In the first period, the Wild outshot the Avalanche 22-8 in a one-sided display. Minnesota broke the team record for shots in a playoff period.

"I was kind of in there watching their goalie make save after save," Kuemper said.

Yet at the end of the first, the scoreboard read, "0-0." Same thing after the second (31-15 on shots in favor of the Wild) and third (44-20).

"The part where I give our guys a lot of credit is being mentally tough enough to stay with it," said coach Mike Yeo, whose team also killed off four power plays — three in the second period. "It felt like we were taking it to them pretty good, so to not get frustrated, to not start to drift and get away from our game, that's something good teams do."

Granlund missed the final six games of the regular season because of a head injury.

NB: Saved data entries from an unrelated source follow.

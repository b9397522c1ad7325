// Start of file: /src/core/logging.rs

use tracing_subscriber::fmt::format::FmtSpan;
use tracing_subscriber::{fmt, EnvFilter};

const DEFAULT_FILTER: &str = "flow_results=info,tower_http=info";

// Initialize the tracing subscriber; RUST_LOG overrides the default filter
pub fn init_tracing() {
    let env_filter: EnvFilter = EnvFilter::try_from_default_env()
        .unwrap_or_else(|_| EnvFilter::new(DEFAULT_FILTER));

    // a second call (CLI helpers, tests) keeps the first subscriber
    let _ = fmt()
        .with_env_filter(env_filter)
        .with_span_events(FmtSpan::CLOSE)
        .try_init();
}

// End of file: /src/core/logging.rs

He returned in Game 1, but the center spent the first three games getting punished physically. Every time, Granlund has gotten back up.

"This is not a timid guy," Yeo said. "Coming back off injury, you know it's going to take a couple games for him to get going at least, and he showed tonight that it was only going to be a couple. He took it to a new level. The goal he scored was just an amazing play."

Said Granlund: "The way they play D-zone, if you beat the guy, when you win a battle against that team, you need to go to the net and a lot of times you have a lot of room there."

After the goal, Granlund hopped to his feet and jumped face-first into the glass as exhilarated teammates converged. The fans, full of pent-up energy after watching Varlamov swallow and stop pucks all night, erupted.

"It's now 2-1," Granlund said in typical understated tone. "We need to focus on the next game. It was one step for us."